Excerpts from a dataset:
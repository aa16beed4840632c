//! Controller runtime
//!
//! Wires the pipeline together: dynamic watchers feed indexed stores, the
//! orchestrator consumes the event bus and drives render → validate →
//! publish → sync, leader election gates the write path, the publisher
//! projects state into CRDs, and the admission webhook dry-runs candidate
//! objects on every replica.

pub mod controller;
pub mod credentials;
pub mod debug;
pub mod leader;
pub mod orchestrator;
pub mod publisher;
pub mod watch;
pub mod webhook;

pub use controller::{Controller, ControllerSettings};
pub use orchestrator::{Orchestrator, State};

/// Result alias for controller operations.
pub type Result<T> = std::result::Result<T, Error>;

/// Controller-level error taxonomy.
#[derive(Debug, thiserror::Error)]
pub enum Error {
    #[error("Kubernetes error: {0}")]
    Kube(#[from] kube::Error),

    /// The `HAProxyTemplateConfig` cannot be parsed or converted.
    #[error("invalid controller config: {0}")]
    ConfigInvalid(#[from] htc_crd::SpecError),

    /// An informer failed its initial sync.
    #[error("watch init failed for {alias:?}: {message}")]
    WatchInit {
        /// Watched-resource alias
        alias: String,
        /// What went wrong
        message: String,
    },

    /// GVR discovery failed for a watched resource.
    #[error("cannot resolve {api_version}/{resources}: {message}")]
    Discovery {
        /// Declared apiVersion
        api_version: String,
        /// Declared plural
        resources: String,
        /// What went wrong
        message: String,
    },

    /// The credentials secret is missing or incomplete.
    #[error("credentials secret {name:?}: {message}")]
    Credentials {
        /// Secret name
        name: String,
        /// Which key is missing or unreadable
        message: String,
    },

    /// Webhook TLS material is missing or expired.
    #[error("webhook certificate: {0}")]
    WebhookCert(String),

    #[error(transparent)]
    Render(#[from] htc_render::Error),

    #[error(transparent)]
    Validation(#[from] htc_validate::Error),

    #[error(transparent)]
    Sync(#[from] htc_sync::Error),

    #[error(transparent)]
    Core(#[from] htc_core::Error),

    #[error("serialization error: {0}")]
    Serialization(#[from] serde_json::Error),

    #[error("metrics error: {0}")]
    Metrics(#[from] prometheus::Error),
}
//! Standard condition handling for CRD statuses

use chrono::{DateTime, Utc};
use schemars::JsonSchema;
use serde::{Deserialize, Serialize};

/// Kubernetes-style status condition.
#[derive(Deserialize, Serialize, Clone, Debug, Default, JsonSchema, PartialEq)]
#[serde(rename_all = "camelCase")]
pub struct Condition {
    /// Condition type, e.g. `Ready` or `Validated`
    #[serde(rename = "type")]
    pub type_: String,
    /// `True`, `False` or `Unknown`
    pub status: String,
    /// Machine-readable reason
    #[serde(skip_serializing_if = "Option::is_none")]
    pub reason: Option<String>,
    /// Human-readable message
    #[serde(skip_serializing_if = "Option::is_none")]
    pub message: Option<String>,
    /// When the condition last flipped
    #[serde(skip_serializing_if = "Option::is_none")]
    pub last_transition_time: Option<DateTime<Utc>>,
}

/// Insert or replace the condition with the same type, stamping the
/// transition time when the status actually changes.
pub fn upsert_condition(conditions: &mut Vec<Condition>, mut condition: Condition) {
    match conditions.iter_mut().find(|c| c.type_ == condition.type_) {
        Some(existing) => {
            if existing.status != condition.status {
                condition.last_transition_time = Some(Utc::now());
            } else {
                condition.last_transition_time = existing.last_transition_time;
            }
            *existing = condition;
        }
        None => {
            condition.last_transition_time = Some(Utc::now());
            conditions.push(condition);
        }
    }
}

#[cfg(test)]
mod tests {
    use super::*;

    fn ready(status: &str) -> Condition {
        Condition {
            type_: "Ready".into(),
            status: status.into(),
            reason: None,
            message: None,
            last_transition_time: None,
        }
    }

    #[test]
    fn upsert_replaces_same_type() {
        let mut conditions = Vec::new();
        upsert_condition(&mut conditions, ready("False"));
        upsert_condition(&mut conditions, ready("True"));
        assert_eq!(conditions.len(), 1);
        assert_eq!(conditions[0].status, "True");
    }

    #[test]
    fn transition_time_kept_when_status_unchanged() {
        let mut conditions = Vec::new();
        upsert_condition(&mut conditions, ready("True"));
        let first = conditions[0].last_transition_time;
        upsert_condition(&mut conditions, ready("True"));
        assert_eq!(conditions[0].last_transition_time, first);
    }
}
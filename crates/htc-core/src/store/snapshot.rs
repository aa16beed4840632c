//! Materialized store state for synchronous consumers
//!
//! Rendering is CPU-bound and runs inline, so it cannot await store
//! lookups. A snapshot carries entries together with their key tuples and
//! answers the same `list`/`get` queries synchronously, in deterministic
//! `(namespace, name)` order.

use std::sync::Arc;

use crate::error::{Error, Result};
use crate::resource::WatchedObject;

/// One store's contents, frozen at render time.
#[derive(Debug, Clone, Default)]
pub struct StoreSnapshot {
    arity: usize,
    entries: Vec<(Vec<String>, Arc<WatchedObject>)>,
}

impl StoreSnapshot {
    /// Empty snapshot with the given key arity.
    pub fn new(arity: usize) -> Self {
        Self { arity, entries: Vec::new() }
    }

    /// Build from payloads by extracting keys with the `indexBy` list.
    /// Used for validation-test fixtures and webhook overlays.
    pub fn from_objects(index_by: &[String], objects: Vec<WatchedObject>) -> Result<Self> {
        let mut snapshot = Self::new(index_by.len());
        for object in objects {
            let keys = object.extract_keys(index_by)?;
            snapshot.push(keys, Arc::new(object));
        }
        snapshot.sort();
        Ok(snapshot)
    }

    /// Key arity.
    pub fn arity(&self) -> usize {
        self.arity
    }

    /// Append an entry. Callers must [`sort`](Self::sort) before handing
    /// the snapshot to a renderer.
    pub fn push(&mut self, keys: Vec<String>, payload: Arc<WatchedObject>) {
        self.entries.push((keys, payload));
    }

    /// Establish the deterministic `(namespace, name)` order.
    pub fn sort(&mut self) {
        self.entries.sort_by_key(|(_, payload)| payload.ident());
    }

    /// All payloads.
    pub fn list(&self) -> Vec<Arc<WatchedObject>> {
        self.entries.iter().map(|(_, payload)| Arc::clone(payload)).collect()
    }

    /// Exact or prefix lookup, mirroring the async store contract.
    pub fn get(&self, prefix: &[String]) -> Result<Vec<Arc<WatchedObject>>> {
        if prefix.is_empty() || prefix.len() > self.arity {
            return Err(Error::WrongArity { expected: self.arity, got: prefix.len() });
        }
        Ok(self
            .entries
            .iter()
            .filter(|(keys, _)| keys.starts_with(prefix))
            .map(|(_, payload)| Arc::clone(payload))
            .collect())
    }

    /// Keep only entries the predicate accepts. Used by the admission
    /// webhook to overlay a candidate object into a frozen snapshot.
    pub fn retain(&mut self, mut keep: impl FnMut(&[String], &WatchedObject) -> bool) {
        self.entries.retain(|(keys, payload)| keep(keys, payload));
    }

    /// Number of entries.
    pub fn len(&self) -> usize {
        self.entries.len()
    }

    /// Whether the snapshot is empty.
    pub fn is_empty(&self) -> bool {
        self.entries.is_empty()
    }
}
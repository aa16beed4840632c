//! Operation plans
//!
//! A plan is an ordered list of REST operations. Ordering respects
//! referential integrity: rule deletions that drop references run first,
//! dependency sections are created before their dependents, and backend
//! deletions run last, after everything that could reference them is gone.
//! Within one rank the comparator's emission order (the desired rule
//! sequence) is preserved by a stable sort.

use htc_crd::OperationSummary;
use serde_json::Value;

/// What an operation does.
#[derive(Debug, Clone, Copy, PartialEq, Eq)]
pub enum OpKind {
    /// POST a new object
    Create,
    /// PUT over an existing object
    Update,
    /// DELETE an object
    Delete,
}

/// Execution ranks, ascending. See module docs for the rationale.
pub mod rank {
    /// Deletes of frontend children (may drop backend references)
    pub const FRONTEND_CHILD_DELETE: u8 = 0;
    /// Deletes of whole frontends
    pub const FRONTEND_DELETE: u8 = 5;
    /// Updates of the global/defaults singletons
    pub const SINGLETON: u8 = 10;
    /// Creates/updates of auxiliary sections (resolvers, peers, ...)
    pub const AUX_UPSERT: u8 = 15;
    /// Creates/updates of backends
    pub const BACKEND_UPSERT: u8 = 30;
    /// Backend children (servers, rules, checks)
    pub const BACKEND_CHILD: u8 = 35;
    /// Creates/updates of frontends
    pub const FRONTEND_UPSERT: u8 = 50;
    /// Frontend children creates/updates (binds, rules, acls)
    pub const FRONTEND_CHILD_UPSERT: u8 = 55;
    /// Deletes of whole backends
    pub const BACKEND_DELETE: u8 = 70;
    /// Deletes of auxiliary sections
    pub const AUX_DELETE: u8 = 75;
}

/// One REST operation against the configuration endpoints.
#[derive(Debug, Clone)]
pub struct Operation {
    /// Create, update or delete
    pub kind: OpKind,
    /// Path under `services/haproxy/configuration/`
    pub path: String,
    /// Request body; `None` for deletes
    pub body: Option<Value>,
    /// Execution rank
    pub rank: u8,
    /// Human-readable element description for logs and errors
    pub describe: String,
}

/// The comparator's output for one pod.
#[derive(Debug, Clone, Default)]
pub struct Plan {
    /// Operations, ordered for execution after [`Plan::finish`]
    pub ops: Vec<Operation>,
    /// Set when some difference cannot be expressed as structured
    /// operations; the executor must raw-push instead
    pub requires_raw: bool,
}

impl Plan {
    /// Whether there is nothing to do.
    pub fn is_empty(&self) -> bool {
        self.ops.is_empty() && !self.requires_raw
    }

    /// Establish execution order (stable within ranks).
    pub fn finish(&mut self) {
        self.ops.sort_by_key(|op| op.rank);
    }

    /// Operation counts for the deployment status.
    pub fn summary(&self) -> OperationSummary {
        let creates = self.ops.iter().filter(|op| op.kind == OpKind::Create).count() as u32;
        let updates = self.ops.iter().filter(|op| op.kind == OpKind::Update).count() as u32;
        let deletes = self.ops.iter().filter(|op| op.kind == OpKind::Delete).count() as u32;
        OperationSummary::new(creates, updates, deletes)
    }
}

#[cfg(test)]
mod tests {
    use super::*;

    fn op(kind: OpKind, rank: u8, path: &str) -> Operation {
        Operation {
            kind,
            path: path.to_string(),
            body: None,
            rank,
            describe: path.to_string(),
        }
    }

    #[test]
    fn finish_orders_by_rank_stably() {
        let mut plan = Plan::default();
        plan.ops.push(op(OpKind::Create, rank::FRONTEND_CHILD_UPSERT, "fe/rule/0"));
        plan.ops.push(op(OpKind::Delete, rank::BACKEND_DELETE, "backends/old"));
        plan.ops.push(op(OpKind::Create, rank::BACKEND_UPSERT, "backends/new"));
        plan.ops.push(op(OpKind::Create, rank::FRONTEND_CHILD_UPSERT, "fe/rule/1"));
        plan.finish();

        let paths: Vec<_> = plan.ops.iter().map(|o| o.path.as_str()).collect();
        assert_eq!(paths, vec!["backends/new", "fe/rule/0", "fe/rule/1", "backends/old"]);
    }

    #[test]
    fn summary_counts_by_kind() {
        let mut plan = Plan::default();
        plan.ops.push(op(OpKind::Create, 0, "a"));
        plan.ops.push(op(OpKind::Update, 0, "b"));
        plan.ops.push(op(OpKind::Update, 0, "c"));
        plan.ops.push(op(OpKind::Delete, 0, "d"));
        let summary = plan.summary();
        assert_eq!((summary.creates, summary.updates, summary.deletes), (1, 2, 1));
        assert_eq!(summary.total, 4);
    }
}
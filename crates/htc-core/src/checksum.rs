//! Content digests in the `sha256:<hex>` format used across the CRDs

use sha2::{Digest, Sha256};

/// Hex-encoded SHA-256 of the input.
pub fn sha256_hex(data: &[u8]) -> String {
    let mut hasher = Sha256::new();
    hasher.update(data);
    hex::encode(hasher.finalize())
}

/// Digest in the `sha256:<hex>` form carried by `HAProxyCfg` and
/// `HAProxyMapFile` specs and compared against per-pod deployment status.
pub fn content_checksum(content: &str) -> String {
    format!("sha256:{}", sha256_hex(content.as_bytes()))
}

#[cfg(test)]
mod tests {
    use super::*;

    #[test]
    fn checksum_has_prefix_and_hex_digest() {
        let sum = content_checksum("global\n  maxconn 2000\n");
        assert!(sum.starts_with("sha256:"));
        assert_eq!(sum.len(), "sha256:".len() + 64);
    }

    #[test]
    fn checksum_is_stable() {
        assert_eq!(content_checksum("abc"), content_checksum("abc"));
        assert_ne!(content_checksum("abc"), content_checksum("abd"));
    }
}
//! Error types shared by the store and event bus

/// Result type alias for core operations
pub type Result<T> = std::result::Result<T, Error>;

/// Core error types
#[derive(Debug, thiserror::Error)]
pub enum Error {
    /// A store operation was called with the wrong number of key components.
    #[error("wrong key arity: store is indexed by {expected} components, got {got}")]
    WrongArity {
        /// Arity the store was created with
        expected: usize,
        /// Number of components the caller passed
        got: usize,
    },

    /// A JSONPath expression could not be parsed.
    #[error("invalid JSONPath {path:?}: {message}")]
    JsonPath {
        /// The offending expression
        path: String,
        /// Parser diagnostic
        message: String,
    },

    /// An `indexBy` expression produced no usable key component.
    #[error("key extraction failed for {path:?} on {namespace}/{name}: {message}")]
    KeyExtraction {
        /// The `indexBy` expression
        path: String,
        /// Namespace of the payload
        namespace: String,
        /// Name of the payload
        name: String,
        /// What went wrong
        message: String,
    },

    /// The on-demand backend failed to fetch a payload from the API server.
    #[error("fetch of {namespace}/{name} failed: {message}")]
    Fetch {
        /// Namespace of the referenced object
        namespace: String,
        /// Name of the referenced object
        name: String,
        /// Transport-level diagnostic
        message: String,
    },

    #[error("IO error: {0}")]
    Io(#[from] std::io::Error),

    #[error("JSON error: {0}")]
    Json(#[from] serde_json::Error),
}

EXERCISE DETAILS — Please return every line of the records that contains the word "retain".

SOLUTION FOR THIS PROBLEM —
    pub fn retain(&mut self, mut keep: impl FnMut(&[String], &WatchedObject) -> bool) {
        self.entries.retain(|(keys, payload)| keep(keys, payload));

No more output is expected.